We can no longer do that with health care. We cannot do it provincially nor can we do it federally. We need a paradigm shift. We have to get away from crisis management on health care. We need to start looking at how we deal with the needs of the individual patient ahead of the system.

We think we have a great system in Canada. The World Health Organization suggests that we are 30th in the world. Every time we get into a health care debate, somebody wants to promote an American health care system. Why would we do that? The Americans rate 37th in the world. However, 30 other countries are better than us. Why do we not take some of the examples from those countries and use them pattern a health care system that will be in the best needs of the Canadian population?

We have a good health care system, but we will be unable to sustain it on the course we are on. We have to do more than just come up with one-off accords that do not address accountability or the health of the nation. They deal with crisis management. We agree with the dollars in this accord, and we will support the legislation in that respect. We are frustrated about how we got here and we are frustrated that we have a government that is not more long-sighted than this legislation.

Federal-Provincial Fiscal Arrangements Act
Government Orders

10:35 a.m.

Bloc

Stéphane Bergeron Verchères—Les Patriotes, QC

Mr. Speaker, it is a very great pleasure for me to take part in the debate on Bill C-39, to implement the agreement entered into last September between the federal government, Quebec, the nine provinces and the three territories.

It is even more of a pleasure for me to speak today on a bill which, you will recall, the Bloc Québécois opposed at second reading. We did so because of the provisions of the bill at that point. In fact, we pointed out one fundamental flaw at that time, and this was corrected in committee. Consequently, we will be able to support it most enthusiastically today.

I believe it would be a good idea to start with the health agreement entered into between the federal government, Quebec and the provinces and territories. We need to take a few moments in order to have a proper understanding of the nature of Bill C-39.

Obviously, additional funds have been put into the health care system by the federal government, but it must be acknowledged that they are insufficient. I will return to that point later. We must also acknowledge that the federal government has concluded a separate, specific agreement with the Government of Quebec, which stipulated the following, in particular:

—resting on asymmetrical federalism, that is, flexible federalism that notably allows for the existence of specific agreements and arrangements adapted to Quebec's specificity—.

Quebec will apply its own wait time reduction plan, in accordance with the objectives, standards and criteria established by the relevant Quebec authorities—

The Government of Quebec will report to Quebeckers—

To be certain that there could be no confusion, the communiqué went on to say:

Nothing in this communiqué shall be construed as derogating from Quebec's jurisdiction. This communiqué shall be interpreted as fully respecting its jurisdiction.

So we have to acknowledge that a specific agreement with Quebec was entered into. This was to be described—as it is in the communiqué—as asymmetrical federalism. A few days ago, the Minister of Intergovernmental Affairs referred to my having praised the health agreement, to having nothing but good to say about it. Let us not get carried away, here. Yes, I did have some good things to say about it, to which I have referred here, but it must also be said—and the minister took care not to—that the agreement suffers from certain shortcomings. We have expressed a number of reservations about it.

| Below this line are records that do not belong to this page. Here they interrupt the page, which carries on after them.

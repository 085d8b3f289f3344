//! Greedy recitation placement.
//!
//! # Algorithm
//!
//! For each course (catalog order) that offers recitations and whose
//! lecture is in the candidate, try its recitation sections in catalog
//! order and append the first one that keeps the whole candidate
//! conflict-free. Recitations placed earlier count as occupied time for
//! later courses.
//!
//! # Incompleteness
//!
//! This is a first-fit heuristic: no backtracking over earlier
//! recitation choices and no retry with a different lecture. A feasible
//! placement can exist that it misses. Courses left without a recitation
//! are recorded in [`WeeklyCandidate::unplaced_recitations`].

use std::iter;

use super::canonical::is_conflict_free;
use crate::models::{Catalog, Course, WeeklyCandidate};

/// First-fit recitation placer over a catalog.
#[derive(Debug, Clone, Copy)]
pub struct RecitationPlacer<'a> {
    catalog: &'a Catalog,
}

impl<'a> RecitationPlacer<'a> {
    /// Creates a placer reading sections from `catalog`.
    pub fn new(catalog: &'a Catalog) -> Self {
        Self { catalog }
    }

    /// Appends at most one recitation per present course.
    pub fn place(&self, mut candidate: WeeklyCandidate) -> WeeklyCandidate {
        for course in self.catalog.courses_with_recitations() {
            if !candidate.has_course(&course.id) {
                continue;
            }
            match self.first_fit(&candidate, course) {
                Some(id) => candidate.recitations.push(id),
                None => candidate.unplaced_recitations.push(course.id.clone()),
            }
        }
        candidate
    }

    /// Places recitations in every candidate, then orders the result by
    /// ascending section count (stable).
    pub fn place_all(&self, candidates: Vec<WeeklyCandidate>) -> Vec<WeeklyCandidate> {
        let mut placed: Vec<WeeklyCandidate> =
            candidates.into_iter().map(|c| self.place(c)).collect();
        placed.sort_by_key(WeeklyCandidate::section_count);

        let incomplete = placed.iter().filter(|c| !c.is_fully_placed()).count();
        tracing::debug!(candidates = placed.len(), incomplete, "recitations placed");
        placed
    }

    fn first_fit(&self, candidate: &WeeklyCandidate, course: &Course) -> Option<String> {
        course
            .recitations()
            .find(|rec| {
                is_conflict_free(
                    self.catalog,
                    candidate.section_ids().chain(iter::once(rec.id.as_str())),
                )
            })
            .map(|rec| rec.id.clone())
    }
}

#[cfg(test)]
mod tests {
    use super::*;
    use crate::models::{Section, Weekday};

    fn catalog() -> Catalog {
        Catalog::new(vec![
            Course::new("CS-101")
                .with_section(Section::lecture("CS-101-A").with_meeting(Weekday::Mon, 9.0, 10.0))
                .with_section(Section::recitation("CS-101-R1").with_meeting(Weekday::Tue, 9.0, 10.0))
                .with_section(Section::recitation("CS-101-R2").with_meeting(Weekday::Tue, 11.0, 12.0)),
            Course::new("MA-201")
                .with_section(Section::lecture("MA-201-A").with_meeting(Weekday::Tue, 9.0, 10.5))
                .with_section(Section::recitation("MA-201-R1").with_meeting(Weekday::Tue, 11.0, 12.0)),
            Course::new("PH-110")
                .with_section(Section::lecture("PH-110-A").with_meeting(Weekday::Wed, 13.0, 14.0))
                .with_section(Section::recitation("PH-110-R1").with_meeting(Weekday::Fri, 8.0, 9.0)),
            Course::new("EN-100")
                .with_section(Section::lecture("EN-100-A").with_meeting(Weekday::Thu, 8.0, 9.0)),
        ])
        .unwrap()
    }

    fn lectures(ids: &[&str]) -> WeeklyCandidate {
        WeeklyCandidate::from_lectures(ids.iter().map(|s| s.to_string()).collect())
    }

    #[test]
    fn test_skips_conflicting_recitation() {
        let catalog = catalog();
        let placer = RecitationPlacer::new(&catalog);

        // R1 (Tue 9-10) conflicts with MA-201-A; R2 (Tue 11-12) is free.
        let out = placer.place(lectures(&["CS-101-A", "MA-201-A"]));
        assert_eq!(out.recitations[0], "CS-101-R2");
    }

    #[test]
    fn test_earlier_placement_blocks_later_course() {
        let catalog = catalog();
        let placer = RecitationPlacer::new(&catalog);

        // CS-101-R2 takes Tue 11-12 first, so MA-201's only recitation no longer fits.
        let out = placer.place(lectures(&["CS-101-A", "MA-201-A"]));
        assert_eq!(out.recitations, vec!["CS-101-R2".to_string()]);
        assert_eq!(out.unplaced_recitations, vec!["MA-201".to_string()]);
        assert!(!out.is_fully_placed());
    }

    #[test]
    fn test_only_present_courses_get_recitations() {
        let catalog = catalog();
        let placer = RecitationPlacer::new(&catalog);

        let out = placer.place(lectures(&["PH-110-A", "EN-100-A"]));
        assert_eq!(out.recitations, vec!["PH-110-R1".to_string()]);
        assert!(out.is_fully_placed());
        assert_eq!(out.lectures, vec!["PH-110-A".to_string(), "EN-100-A".to_string()]);
    }

    #[test]
    fn test_first_fit_in_catalog_order() {
        let catalog = catalog();
        let placer = RecitationPlacer::new(&catalog);

        let out = placer.place(lectures(&["CS-101-A"]));
        assert_eq!(out.recitations, vec!["CS-101-R1".to_string()]);
    }

    #[test]
    fn test_place_all_sorted_by_section_count() {
        let catalog = catalog();
        let placer = RecitationPlacer::new(&catalog);

        let out = placer.place_all(vec![
            lectures(&["CS-101-A", "PH-110-A", "EN-100-A"]),
            lectures(&["EN-100-A"]),
            lectures(&["PH-110-A"]),
        ]);
        let counts: Vec<usize> = out.iter().map(WeeklyCandidate::section_count).collect();
        assert_eq!(counts, vec![1, 2, 5]);
        assert_eq!(out[0].lectures, vec!["EN-100-A".to_string()]);
    }
}
//! Cross-day composition of day chains into whole-week candidates.
//!
//! Pure combinatorial expansion, no conflict filtering:
//! - Group A = Mon × Wed × Fri
//! - Group B = Tue × Thu
//! - Week = Group A × Group B
//!
//! Each combination is the concatenation of its parts' section ids.
//! Sizes multiply, so an optional cap bounds every product.

use rand::Rng;

use super::day::{sample_day_chains, DayChain};
use crate::models::{Catalog, Weekday};

/// A flat sequence of section ids spanning the week (may contain repeats).
pub type ComposedWeek = Vec<String>;

/// Distinct day chains for each weekday.
#[derive(Debug, Clone, Default)]
pub struct WeekChains {
    days: [Vec<DayChain>; 5],
}

impl WeekChains {
    /// Creates an empty set (every day without chains).
    pub fn new() -> Self {
        Self::default()
    }

    /// Sets the chains of one weekday.
    pub fn with_day(mut self, day: Weekday, chains: Vec<DayChain>) -> Self {
        self.days[day.index()] = chains;
        self
    }

    /// Chains of one weekday.
    pub fn get(&self, day: Weekday) -> &[DayChain] {
        &self.days[day.index()]
    }

    /// Samples every weekday from the catalog.
    pub fn sample<R: Rng>(catalog: &Catalog, samples: usize, jitter: f64, rng: &mut R) -> Self {
        let mut week = Self::new();
        for day in Weekday::ALL {
            week.days[day.index()] = sample_day_chains(catalog, day, samples, jitter, rng);
        }
        week
    }

    /// Section id lists of one day; a day without chains counts as one
    /// empty chain so it does not wipe out the product.
    fn id_lists(&self, day: Weekday) -> Vec<ComposedWeek> {
        let chains = self.get(day);
        if chains.is_empty() {
            return vec![Vec::new()];
        }
        chains
            .iter()
            .map(|c| c.section_ids().map(str::to_string).collect())
            .collect()
    }
}

/// Composes whole-week candidates from per-day chains.
///
/// # Arguments
/// * `week` - Distinct chains per weekday.
/// * `cap` - Maximum number of entries kept from any product.
pub fn compose_week(week: &WeekChains, cap: Option<usize>) -> Vec<ComposedWeek> {
    let mon_wed = product(&week.id_lists(Weekday::Mon), &week.id_lists(Weekday::Wed), cap);
    let group_a = product(&mon_wed, &week.id_lists(Weekday::Fri), cap);
    let group_b = product(&week.id_lists(Weekday::Tue), &week.id_lists(Weekday::Thu), cap);
    let composed = product(&group_a, &group_b, cap);

    tracing::debug!(
        group_a = group_a.len(),
        group_b = group_b.len(),
        composed = composed.len(),
        "week composed"
    );
    composed
}

/// Cartesian product with concatenation, left-major order.
fn product(left: &[ComposedWeek], right: &[ComposedWeek], cap: Option<usize>) -> Vec<ComposedWeek> {
    let full = left.len() * right.len();
    let limit = cap.map_or(full, |c| c.min(full));
    if limit < full {
        tracing::warn!(full, kept = limit, "composition truncated by max_candidates");
    }

    let mut out = Vec::with_capacity(limit);
    'outer: for l in left {
        for r in right {
            if out.len() == limit {
                break 'outer;
            }
            let mut combined = Vec::with_capacity(l.len() + r.len());
            combined.extend(l.iter().cloned());
            combined.extend(r.iter().cloned());
            out.push(combined);
        }
    }
    out
}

For example, reference was made to the so-called asymmetrical federalism. Let us be clear that for the provinces and territories, except Quebec—but a way including Quebec—there is an understanding that the federal government can encroach on a jurisdiction that is exclusive to Quebec and the provinces. We cannot exactly call that asymmetrical federalism. In fact, we should be calling it asymmetrical interference.

The nine provinces and three territories have had no problem recognizing from the outset that the federal government has a role to play and can interfere in their exclusive jurisdictions. In a way, Quebec has recognized that the federal government has a role to play, but that its role needs to be well defined. We could only talk about asymmetrical federalism if the federal government allowed the provinces and territories to encroach on federal jurisdictions. Only then will it be possible to talk about asymmetrical federalism.

Furthermore, this side deal has been presented as quite an extraordinary innovation. Need I remind this House that this side agreement with the Government of Quebec is not a first.

The Government of Quebec has already negotiated side deals and special administrative agreements with the federal government on immigration with the Cullen-Couture agreement, on the pension plan, or on the creation of the Caisse de dépôt et placement du Québec, to name a few. This type of negotiation is nothing new in the history of Quebec and Canada.

We also notice that this asymmetrical agreement, described as asymmetrical federalism, has yielded relatively modest results. The Prime Minister had announced with great fanfare that he wanted to resolve the problems in the health care system for a generation. We can conclude at least that the government is apply a band-aid to the problem in health care for the next few years, or maybe even months, but it certainly has not solved anything for a generation.

I want to look at the numbers simply to understand the limits of this agreement reached among the federal government and the provinces, Quebec and the territories. For the Quebec government, this represents $502 million, or 2.5% of a health budget of over $20 billion. In concrete terms, this amount will run the health care system for nine days. Thanks to this injection of federal funds, the so-called health system will be able to operate for nine days. If, to the Prime Minister, these mere nine days constitute resolving health care problems for one generation, this agreement is obviously quite limited.

It is all the more surprising since the federal government has been literally swimming in the surplus for the current fiscal year. In fact, this surplus is said to be close to $12 billion. So, it is hard to understand the government being so tight-fisted when it comes to ensuring that our constituents have access to the reasonably acceptable health care services they deserve.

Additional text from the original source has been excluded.